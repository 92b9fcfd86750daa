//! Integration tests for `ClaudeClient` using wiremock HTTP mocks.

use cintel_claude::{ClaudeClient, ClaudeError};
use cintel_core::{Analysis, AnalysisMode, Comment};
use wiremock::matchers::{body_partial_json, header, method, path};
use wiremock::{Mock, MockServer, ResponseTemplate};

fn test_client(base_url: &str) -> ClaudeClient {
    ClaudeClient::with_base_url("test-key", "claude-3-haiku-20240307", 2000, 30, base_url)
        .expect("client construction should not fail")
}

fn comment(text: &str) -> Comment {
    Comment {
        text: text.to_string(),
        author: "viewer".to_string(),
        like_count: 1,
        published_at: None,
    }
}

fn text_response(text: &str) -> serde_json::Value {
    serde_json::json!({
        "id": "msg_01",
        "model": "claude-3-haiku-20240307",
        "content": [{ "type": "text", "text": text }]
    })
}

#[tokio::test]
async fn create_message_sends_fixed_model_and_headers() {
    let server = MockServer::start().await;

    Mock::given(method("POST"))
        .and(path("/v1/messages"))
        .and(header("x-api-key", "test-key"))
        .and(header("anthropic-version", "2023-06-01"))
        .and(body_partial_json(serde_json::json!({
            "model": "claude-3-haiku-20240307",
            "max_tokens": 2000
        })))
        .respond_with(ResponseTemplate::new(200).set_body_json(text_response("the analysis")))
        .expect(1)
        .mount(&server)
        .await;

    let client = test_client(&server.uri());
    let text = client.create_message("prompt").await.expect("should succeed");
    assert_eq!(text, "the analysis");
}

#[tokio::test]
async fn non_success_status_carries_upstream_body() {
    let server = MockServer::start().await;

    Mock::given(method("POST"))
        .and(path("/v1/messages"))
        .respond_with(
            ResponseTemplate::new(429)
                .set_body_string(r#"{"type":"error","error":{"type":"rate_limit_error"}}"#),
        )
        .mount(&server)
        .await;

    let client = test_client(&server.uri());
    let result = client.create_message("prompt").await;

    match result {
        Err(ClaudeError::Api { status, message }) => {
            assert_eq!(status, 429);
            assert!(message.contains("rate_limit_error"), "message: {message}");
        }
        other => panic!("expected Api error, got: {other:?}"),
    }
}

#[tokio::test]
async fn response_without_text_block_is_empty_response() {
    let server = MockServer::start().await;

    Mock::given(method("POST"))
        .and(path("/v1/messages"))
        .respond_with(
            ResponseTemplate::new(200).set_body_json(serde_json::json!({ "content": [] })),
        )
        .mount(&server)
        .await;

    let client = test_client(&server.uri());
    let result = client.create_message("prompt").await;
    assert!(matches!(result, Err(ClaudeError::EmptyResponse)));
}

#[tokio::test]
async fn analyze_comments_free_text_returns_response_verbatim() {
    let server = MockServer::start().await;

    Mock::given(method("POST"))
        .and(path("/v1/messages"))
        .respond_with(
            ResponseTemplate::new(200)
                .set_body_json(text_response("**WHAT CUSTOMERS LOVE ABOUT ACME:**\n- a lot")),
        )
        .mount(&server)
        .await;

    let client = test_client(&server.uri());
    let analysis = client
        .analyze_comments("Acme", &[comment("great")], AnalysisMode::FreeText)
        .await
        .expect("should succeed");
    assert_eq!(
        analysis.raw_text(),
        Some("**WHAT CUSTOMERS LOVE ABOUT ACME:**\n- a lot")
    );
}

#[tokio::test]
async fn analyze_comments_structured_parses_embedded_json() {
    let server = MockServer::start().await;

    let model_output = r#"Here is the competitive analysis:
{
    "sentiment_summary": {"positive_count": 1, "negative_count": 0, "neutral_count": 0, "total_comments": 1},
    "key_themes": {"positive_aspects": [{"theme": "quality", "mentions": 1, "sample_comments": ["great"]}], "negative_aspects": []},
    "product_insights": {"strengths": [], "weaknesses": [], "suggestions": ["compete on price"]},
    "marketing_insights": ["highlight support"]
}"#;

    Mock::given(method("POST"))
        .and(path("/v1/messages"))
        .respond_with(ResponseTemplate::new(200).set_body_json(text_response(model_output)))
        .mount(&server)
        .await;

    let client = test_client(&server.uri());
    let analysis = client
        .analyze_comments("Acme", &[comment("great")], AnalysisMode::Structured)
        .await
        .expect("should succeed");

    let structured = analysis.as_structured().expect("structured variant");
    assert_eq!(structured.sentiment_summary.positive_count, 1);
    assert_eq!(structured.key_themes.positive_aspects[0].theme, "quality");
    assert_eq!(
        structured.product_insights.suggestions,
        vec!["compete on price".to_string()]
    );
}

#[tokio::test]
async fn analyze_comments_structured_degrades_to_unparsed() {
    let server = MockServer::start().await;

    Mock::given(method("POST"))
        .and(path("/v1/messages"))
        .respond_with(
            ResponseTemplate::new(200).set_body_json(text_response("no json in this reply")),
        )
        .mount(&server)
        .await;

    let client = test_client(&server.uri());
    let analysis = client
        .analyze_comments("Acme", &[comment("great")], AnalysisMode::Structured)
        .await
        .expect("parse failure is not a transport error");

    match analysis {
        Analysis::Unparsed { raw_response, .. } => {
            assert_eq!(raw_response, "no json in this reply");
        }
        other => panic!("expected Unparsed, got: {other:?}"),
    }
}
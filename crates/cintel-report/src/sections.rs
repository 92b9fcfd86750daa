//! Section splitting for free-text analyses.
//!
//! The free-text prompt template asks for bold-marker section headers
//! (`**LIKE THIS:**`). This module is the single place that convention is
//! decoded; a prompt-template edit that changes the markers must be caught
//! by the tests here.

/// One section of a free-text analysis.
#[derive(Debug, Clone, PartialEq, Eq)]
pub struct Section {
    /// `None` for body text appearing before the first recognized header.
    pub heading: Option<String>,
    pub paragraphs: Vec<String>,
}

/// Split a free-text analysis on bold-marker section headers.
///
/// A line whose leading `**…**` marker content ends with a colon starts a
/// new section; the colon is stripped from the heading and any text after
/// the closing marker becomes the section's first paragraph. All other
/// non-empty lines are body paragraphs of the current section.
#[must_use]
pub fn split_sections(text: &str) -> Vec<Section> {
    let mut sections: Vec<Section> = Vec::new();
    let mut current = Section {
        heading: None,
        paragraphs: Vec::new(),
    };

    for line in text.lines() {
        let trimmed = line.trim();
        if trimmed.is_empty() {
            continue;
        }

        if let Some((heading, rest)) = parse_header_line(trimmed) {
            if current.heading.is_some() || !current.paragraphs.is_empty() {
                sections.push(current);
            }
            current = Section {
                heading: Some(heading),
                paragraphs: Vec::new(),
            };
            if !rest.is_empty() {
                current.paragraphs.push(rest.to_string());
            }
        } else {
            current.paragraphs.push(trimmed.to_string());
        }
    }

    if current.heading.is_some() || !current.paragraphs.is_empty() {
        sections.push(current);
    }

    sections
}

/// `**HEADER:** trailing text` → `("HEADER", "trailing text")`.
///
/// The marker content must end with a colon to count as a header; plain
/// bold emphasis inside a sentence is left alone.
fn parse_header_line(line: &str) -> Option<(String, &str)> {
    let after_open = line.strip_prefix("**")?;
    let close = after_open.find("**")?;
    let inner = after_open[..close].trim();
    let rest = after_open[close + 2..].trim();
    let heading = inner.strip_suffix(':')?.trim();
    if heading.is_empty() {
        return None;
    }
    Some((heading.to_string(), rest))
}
______________________________
> **Exercise**
Please output every record exactly as it appears.

> **Solution to this problem**
repository 92b9fcfd86750daa
//! Integration tests for `ClaudeClient` using wiremock HTTP mocks.

use cintel_claude::{ClaudeClient, ClaudeError};
use cintel_core::{Analysis, AnalysisMode, Comment};
use wiremock::matchers::{body_partial_json, header, method, path};
use wiremock::{Mock, MockServer, ResponseTemplate};

fn test_client(base_url: &str) -> ClaudeClient {
    ClaudeClient::with_base_url("test-key", "claude-3-haiku-20240307", 2000, 30, base_url)
        .expect("client construction should not fail")
}

fn comment(text: &str) -> Comment {
    Comment {
        text: text.to_string(),
        author: "viewer".to_string(),
        like_count: 1,
        published_at: None,
    }
}

fn text_response(text: &str) -> serde_json::Value {
    serde_json::json!({
        "id": "msg_01",
        "model": "claude-3-haiku-20240307",
        "content": [{ "type": "text", "text": text }]
    })
}

#[tokio::test]
async fn create_message_sends_fixed_model_and_headers() {
    let server = MockServer::start().await;

    Mock::given(method("POST"))
        .and(path("/v1/messages"))
        .and(header("x-api-key", "test-key"))
        .and(header("anthropic-version", "2023-06-01"))
        .and(body_partial_json(serde_json::json!({
            "model": "claude-3-haiku-20240307",
            "max_tokens": 2000
        })))
        .respond_with(ResponseTemplate::new(200).set_body_json(text_response("the analysis")))
        .expect(1)
        .mount(&server)
        .await;

    let client = test_client(&server.uri());
    let text = client.create_message("prompt").await.expect("should succeed");
    assert_eq!(text, "the analysis");
}

#[tokio::test]
async fn non_success_status_carries_upstream_body() {
    let server = MockServer::start().await;

    Mock::given(method("POST"))
        .and(path("/v1/messages"))
        .respond_with(
            ResponseTemplate::new(429)
                .set_body_string(r#"{"type":"error","error":{"type":"rate_limit_error"}}"#),
        )
        .mount(&server)
        .await;

    let client = test_client(&server.uri());
    let result = client.create_message("prompt").await;

    match result {
        Err(ClaudeError::Api { status, message }) => {
            assert_eq!(status, 429);
            assert!(message.contains("rate_limit_error"), "message: {message}");
        }
        other => panic!("expected Api error, got: {other:?}"),
    }
}

#[tokio::test]
async fn response_without_text_block_is_empty_response() {
    let server = MockServer::start().await;

    Mock::given(method("POST"))
        .and(path("/v1/messages"))
        .respond_with(
            ResponseTemplate::new(200).set_body_json(serde_json::json!({ "content": [] })),
        )
        .mount(&server)
        .await;

    let client = test_client(&server.uri());
    let result = client.create_message("prompt").await;
    assert!(matches!(result, Err(ClaudeError::EmptyResponse)));
}

#[tokio::test]
async fn analyze_comments_free_text_returns_response_verbatim() {
    let server = MockServer::start().await;

    Mock::given(method("POST"))
        .and(path("/v1/messages"))
        .respond_with(
            ResponseTemplate::new(200)
                .set_body_json(text_response("**WHAT CUSTOMERS LOVE ABOUT ACME:**\n- a lot")),
        )
        .mount(&server)
        .await;

    let client = test_client(&server.uri());
    let analysis = client
        .analyze_comments("Acme", &[comment("great")], AnalysisMode::FreeText)
        .await
        .expect("should succeed");
    assert_eq!(
        analysis.raw_text(),
        Some("**WHAT CUSTOMERS LOVE ABOUT ACME:**\n- a lot")
    );
}

#[tokio::test]
async fn analyze_comments_structured_parses_embedded_json() {
    let server = MockServer::start().await;

    let model_output = r#"Here is the competitive analysis:
{
    "sentiment_summary": {"positive_count": 1, "negative_count": 0, "neutral_count": 0, "total_comments": 1},
    "key_themes": {"positive_aspects": [{"theme": "quality", "mentions": 1, "sample_comments": ["great"]}], "negative_aspects": []},
    "product_insights": {"strengths": [], "weaknesses": [], "suggestions": ["compete on price"]},
    "marketing_insights": ["highlight support"]
}"#;

    Mock::given(method("POST"))
        .and(path("/v1/messages"))
        .respond_with(ResponseTemplate::new(200).set_body_json(text_response(model_output)))
        .mount(&server)
        .await;

    let client = test_client(&server.uri());
    let analysis = client
        .analyze_comments("Acme", &[comment("great")], AnalysisMode::Structured)
        .await
        .expect("should succeed");

    let structured = analysis.as_structured().expect("structured variant");
    assert_eq!(structured.sentiment_summary.positive_count, 1);
    assert_eq!(structured.key_themes.positive_aspects[0].theme, "quality");
    assert_eq!(
        structured.product_insights.suggestions,
        vec!["compete on price".to_string()]
    );
}

#[tokio::test]
async fn analyze_comments_structured_degrades_to_unparsed() {
    let server = MockServer::start().await;

    Mock::given(method("POST"))
        .and(path("/v1/messages"))
        .respond_with(
            ResponseTemplate::new(200).set_body_json(text_response("no json in this reply")),
        )
        .mount(&server)
        .await;

    let client = test_client(&server.uri());
    let analysis = client
        .analyze_comments("Acme", &[comment("great")], AnalysisMode::Structured)
        .await
        .expect("parse failure is not a transport error");

    match analysis {
        Analysis::Unparsed { raw_response, .. } => {
            assert_eq!(raw_response, "no json in this reply");
        }
        other => panic!("expected Unparsed, got: {other:?}"),
    }
}
filename crates/cintel-report/src/sections.rs
repository 92b9fcfd86750daa
//! Section splitting for free-text analyses.
//!
//! The free-text prompt template asks for bold-marker section headers
//! (`**LIKE THIS:**`). This module is the single place that convention is
//! decoded; a prompt-template edit that changes the markers must be caught
//! by the tests here.

/// One section of a free-text analysis.
#[derive(Debug, Clone, PartialEq, Eq)]
pub struct Section {
    /// `None` for body text appearing before the first recognized header.
    pub heading: Option<String>,
    pub paragraphs: Vec<String>,
}

/// Split a free-text analysis on bold-marker section headers.
///
/// A line whose leading `**…**` marker content ends with a colon starts a
/// new section; the colon is stripped from the heading and any text after
/// the closing marker becomes the section's first paragraph. All other
/// non-empty lines are body paragraphs of the current section.
#[must_use]
pub fn split_sections(text: &str) -> Vec<Section> {
    let mut sections: Vec<Section> = Vec::new();
    let mut current = Section {
        heading: None,
        paragraphs: Vec::new(),
    };

    for line in text.lines() {
        let trimmed = line.trim();
        if trimmed.is_empty() {
            continue;
        }

        if let Some((heading, rest)) = parse_header_line(trimmed) {
            if current.heading.is_some() || !current.paragraphs.is_empty() {
                sections.push(current);
            }
            current = Section {
                heading: Some(heading),
                paragraphs: Vec::new(),
            };
            if !rest.is_empty() {
                current.paragraphs.push(rest.to_string());
            }
        } else {
            current.paragraphs.push(trimmed.to_string());
        }
    }

    if current.heading.is_some() || !current.paragraphs.is_empty() {
        sections.push(current);
    }

    sections
}

/// `**HEADER:** trailing text` → `("HEADER", "trailing text")`.
///
/// The marker content must end with a colon to count as a header; plain
/// bold emphasis inside a sentence is left alone.
fn parse_header_line(line: &str) -> Option<(String, &str)> {
    let after_open = line.strip_prefix("**")?;
    let close = after_open.find("**")?;
    let inner = after_open[..close].trim();
    let rest = after_open[close + 2..].trim();
    let heading = inner.strip_suffix(':')?.trim();
    if heading.is_empty() {
        return None;
    }
    Some((heading.to_string(), rest))
}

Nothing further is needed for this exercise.